* **Work request**
Reproduce, exactly, the lines of the material below from the line containing "None => return" through the line containing "let index = match", with both end lines included and nothing else.

* **Data for the task**
---------------

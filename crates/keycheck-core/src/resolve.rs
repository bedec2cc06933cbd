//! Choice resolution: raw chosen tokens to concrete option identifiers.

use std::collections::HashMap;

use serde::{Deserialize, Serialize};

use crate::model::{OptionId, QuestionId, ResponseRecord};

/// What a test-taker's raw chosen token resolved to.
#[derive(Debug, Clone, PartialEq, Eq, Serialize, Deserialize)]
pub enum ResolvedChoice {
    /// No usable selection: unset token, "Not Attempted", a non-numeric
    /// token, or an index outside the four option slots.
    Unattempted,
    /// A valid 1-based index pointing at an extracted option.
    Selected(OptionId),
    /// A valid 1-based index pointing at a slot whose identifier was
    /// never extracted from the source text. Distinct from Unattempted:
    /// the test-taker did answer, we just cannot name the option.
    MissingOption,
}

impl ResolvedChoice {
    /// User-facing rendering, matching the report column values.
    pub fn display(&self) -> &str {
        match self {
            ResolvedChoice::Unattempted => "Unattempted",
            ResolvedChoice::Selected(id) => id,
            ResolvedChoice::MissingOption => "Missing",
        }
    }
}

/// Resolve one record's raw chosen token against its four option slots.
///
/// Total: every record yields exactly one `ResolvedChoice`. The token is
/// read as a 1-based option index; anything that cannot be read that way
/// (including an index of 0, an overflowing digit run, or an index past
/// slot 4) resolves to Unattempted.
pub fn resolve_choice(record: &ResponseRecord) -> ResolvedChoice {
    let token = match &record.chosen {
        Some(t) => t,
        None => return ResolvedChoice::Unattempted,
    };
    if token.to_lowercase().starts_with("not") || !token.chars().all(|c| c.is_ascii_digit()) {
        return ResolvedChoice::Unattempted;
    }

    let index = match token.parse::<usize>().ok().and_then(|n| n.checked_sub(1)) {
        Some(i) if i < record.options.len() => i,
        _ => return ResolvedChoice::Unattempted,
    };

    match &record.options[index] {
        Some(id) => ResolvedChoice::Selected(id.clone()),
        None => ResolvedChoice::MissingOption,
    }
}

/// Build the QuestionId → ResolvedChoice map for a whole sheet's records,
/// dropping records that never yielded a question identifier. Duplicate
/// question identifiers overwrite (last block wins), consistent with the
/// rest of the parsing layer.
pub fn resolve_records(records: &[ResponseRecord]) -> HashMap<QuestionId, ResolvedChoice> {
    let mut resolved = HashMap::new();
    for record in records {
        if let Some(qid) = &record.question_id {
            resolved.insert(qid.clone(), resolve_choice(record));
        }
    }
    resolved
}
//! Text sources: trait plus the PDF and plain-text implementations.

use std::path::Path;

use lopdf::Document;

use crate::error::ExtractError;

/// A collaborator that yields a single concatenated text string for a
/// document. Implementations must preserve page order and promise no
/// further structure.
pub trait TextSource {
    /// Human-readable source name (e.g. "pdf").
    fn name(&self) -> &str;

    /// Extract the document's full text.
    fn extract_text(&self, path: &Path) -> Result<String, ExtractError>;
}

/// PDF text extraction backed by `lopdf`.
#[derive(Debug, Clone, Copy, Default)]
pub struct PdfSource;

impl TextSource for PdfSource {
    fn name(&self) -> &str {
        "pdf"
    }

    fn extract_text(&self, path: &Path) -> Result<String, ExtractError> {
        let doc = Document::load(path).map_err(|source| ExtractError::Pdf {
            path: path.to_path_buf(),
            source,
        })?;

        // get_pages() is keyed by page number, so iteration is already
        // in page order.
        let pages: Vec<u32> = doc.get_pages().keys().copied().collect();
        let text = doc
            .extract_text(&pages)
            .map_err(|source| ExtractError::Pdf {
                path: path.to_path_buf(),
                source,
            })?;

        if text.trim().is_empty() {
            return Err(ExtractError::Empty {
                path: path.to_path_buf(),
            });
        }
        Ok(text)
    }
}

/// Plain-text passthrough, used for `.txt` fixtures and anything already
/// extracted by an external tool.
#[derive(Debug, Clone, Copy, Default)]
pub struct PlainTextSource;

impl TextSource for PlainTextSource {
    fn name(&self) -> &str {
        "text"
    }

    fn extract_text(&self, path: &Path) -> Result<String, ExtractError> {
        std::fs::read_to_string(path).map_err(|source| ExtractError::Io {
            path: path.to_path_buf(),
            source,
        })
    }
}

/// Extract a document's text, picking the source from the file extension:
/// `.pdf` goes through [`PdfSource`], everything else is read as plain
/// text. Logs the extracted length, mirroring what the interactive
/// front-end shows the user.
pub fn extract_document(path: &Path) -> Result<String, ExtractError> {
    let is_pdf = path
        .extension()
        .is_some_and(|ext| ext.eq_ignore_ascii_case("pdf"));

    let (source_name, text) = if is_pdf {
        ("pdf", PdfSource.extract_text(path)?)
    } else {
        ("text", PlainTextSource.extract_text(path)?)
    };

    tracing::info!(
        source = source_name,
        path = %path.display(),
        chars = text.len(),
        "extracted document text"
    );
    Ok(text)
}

---------------

* **Problem solution**
        None => return ResolvedChoice::Unattempted,
    };
    if token.to_lowercase().starts_with("not") || !token.chars().all(|c| c.is_ascii_digit()) {
        return ResolvedChoice::Unattempted;
    }

    let index = match token.parse::<usize>().ok().and_then(|n| n.checked_sub(1)) {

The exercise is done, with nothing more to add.